Work to be completed: Copy every line below where the string "owner" is found.

------

use super::BookKey;
use rust_decimal::Decimal;
use serde::{Deserialize, Serialize};
use std::convert::TryFrom;
use tokio_postgres::Row;
use uuid::Uuid;

/// Gain realized by a single sale, bucketed by holding period.
#[derive(Copy, Clone, Debug, Default, Serialize, Deserialize, PartialEq)]
pub struct GainSplit {
    pub short_term: Decimal,
    pub long_term: Decimal,
    /// Quantity sold beyond the recorded lots. It carries no cost basis and no gain.
    pub unmatched_quantity: Decimal,
}

impl GainSplit {
    pub fn total(&self) -> Decimal {
        self.short_term + self.long_term
    }

    pub fn is_zero(&self) -> bool {
        self.short_term.is_zero() && self.long_term.is_zero()
    }
}

#[derive(Clone, Debug, Serialize, Deserialize, PartialEq)]
pub struct RealizedGains {
    pub owner: Uuid,
    pub symbol: String,
    pub realized: Decimal,
    pub short_term: Decimal,
    pub long_term: Decimal,
    pub tax_liability: Decimal,
}

impl RealizedGains {
    pub fn zero(key: &BookKey) -> Self {
        Self {
            owner: key.owner,
            symbol: key.symbol.clone(),
            realized: Decimal::ZERO,
            short_term: Decimal::ZERO,
            long_term: Decimal::ZERO,
            tax_liability: Decimal::ZERO,
        }
    }

    pub fn key(&self) -> BookKey {
        BookKey::new(self.owner, &self.symbol)
    }
}

impl TryFrom<Row> for RealizedGains {
    type Error = tokio_postgres::Error;
    fn try_from(row: Row) -> Result<Self, Self::Error> {
        Ok(Self {
            owner: row.try_get("owner")?,
            symbol: row.try_get("symbol")?,
            realized: row.try_get("realized")?,
            short_term: row.try_get("short_term")?,
            long_term: row.try_get("long_term")?,
            tax_liability: row.try_get("tax_liability")?,
        })
    }
}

------

Reply:
    pub owner: Uuid,
            owner: key.owner,
        BookKey::new(self.owner, &self.symbol)
            owner: row.try_get("owner")?,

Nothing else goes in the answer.